== The problem ==
Return each line below holding the string "with".

━━━ Dataset records

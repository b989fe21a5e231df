// Path: crates/observer/src/epochs.rs
//! Epoch boundaries derived from heights, or cached from the ledger.

use async_trait::async_trait;
use observer_api::chain::{BlockSource, HeightSource};
use observer_api::epoch::{EpochSource, LedgerEpochReader};
use observer_types::epoch::Epoch;
use observer_types::error::ObserverError;
use observer_types::Result;
use std::sync::Arc;
use tokio::sync::Mutex;

/// Average block time used to estimate epoch timestamps from heights.
pub const AVERAGE_BLOCK_TIME_MS: u64 = 120_000;

/// Fixed-length epochs anchored at a height.
#[derive(Debug, Clone, Copy, PartialEq, Eq)]
pub struct EpochParams {
    /// The first height of epoch 0.
    pub anchor_height: u64,
    /// Blocks per epoch. Must be positive.
    pub block_length: u64,
}

impl EpochParams {
    /// Validates and builds the parameters.
    pub fn new(anchor_height: u64, block_length: u64) -> Result<Self> {
        if block_length == 0 {
            return Err(ObserverError::InvalidInput(
                "epoch block length must be positive".into(),
            ));
        }
        Ok(Self {
            anchor_height,
            block_length,
        })
    }

    // Heights below the anchor belong to epoch 0.
    fn offset(&self, height: u64) -> u64 {
        height.saturating_sub(self.anchor_height)
    }

    /// The first height of the epoch containing `height`.
    pub fn epoch_start(&self, height: u64) -> u64 {
        let offset = self.offset(height);
        self.anchor_height + offset - offset % self.block_length
    }

    /// The last height of the epoch containing `height`.
    pub fn epoch_end(&self, height: u64) -> u64 {
        self.epoch_start(height) + self.block_length - 1
    }

    /// The index of the epoch containing `height`.
    pub fn epoch_index(&self, height: u64) -> u64 {
        self.offset(height) / self.block_length
    }
}

/// Derives epochs from the current height alone.
///
/// Timestamps come from the start block, with the end estimated from the
/// average block time.
pub struct StaticEpochSource {
    params: EpochParams,
    heights: Arc<dyn HeightSource>,
    blocks: Arc<dyn BlockSource>,
}

impl StaticEpochSource {
    /// Builds the source.
    pub fn new(
        params: EpochParams,
        heights: Arc<dyn HeightSource>,
        blocks: Arc<dyn BlockSource>,
    ) -> Self {
        Self {
            params,
            heights,
            blocks,
        }
    }
}

#[async_trait]
impl EpochSource for StaticEpochSource {
    async fn current_epoch(&self) -> Result<Epoch> {
        let height = self.heights.get_height().await?;
        let start_height = self.params.epoch_start(height);
        let start_block = self.blocks.get_block_by_height(start_height).await?;
        let start_timestamp = start_block.timestamp * 1000;
        Ok(Epoch {
            index: self.params.epoch_index(height),
            start_height,
            start_timestamp,
            end_timestamp: start_timestamp + self.params.block_length * AVERAGE_BLOCK_TIME_MS,
        })
    }
}

/// Caches the ledger's current epoch until the chain's latest block
/// timestamp reaches the cached epoch's end.
///
/// The lock is held across the refresh, so concurrent callers see one ledger
/// query per epoch.
pub struct LedgerEpochSource {
    ledger: Arc<dyn LedgerEpochReader>,
    heights: Arc<dyn HeightSource>,
    blocks: Arc<dyn BlockSource>,
    cached: Mutex<Option<Epoch>>,
}

impl LedgerEpochSource {
    /// Builds the source with an empty cache.
    pub fn new(
        ledger: Arc<dyn LedgerEpochReader>,
        heights: Arc<dyn HeightSource>,
        blocks: Arc<dyn BlockSource>,
    ) -> Self {
        Self {
            ledger,
            heights,
            blocks,
            cached: Mutex::new(None),
        }
    }
}

#[async_trait]
impl EpochSource for LedgerEpochSource {
    async fn current_epoch(&self) -> Result<Epoch> {
        let mut cached = self.cached.lock().await;
        let height = self.heights.get_height().await?;
        let network_timestamp = self.blocks.get_block_by_height(height).await?.timestamp * 1000;

        if let Some(epoch) = cached.as_ref() {
            if epoch.end_timestamp > network_timestamp {
                return Ok(*epoch);
            }
        }

        let epoch = self.ledger.ledger_epoch().await?;
        tracing::info!(
            target: "epoch",
            epoch_index = epoch.index,
            start_height = epoch.start_height,
            start_timestamp = epoch.start_timestamp,
            end_timestamp = epoch.end_timestamp,
            "fetched epoch params"
        );
        *cached = Some(epoch);
        Ok(epoch)
    }
}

━━━━━━

== Reply to the task ==
/// Timestamps come from the start block, with the end estimated from the
    /// Builds the source with an empty cache.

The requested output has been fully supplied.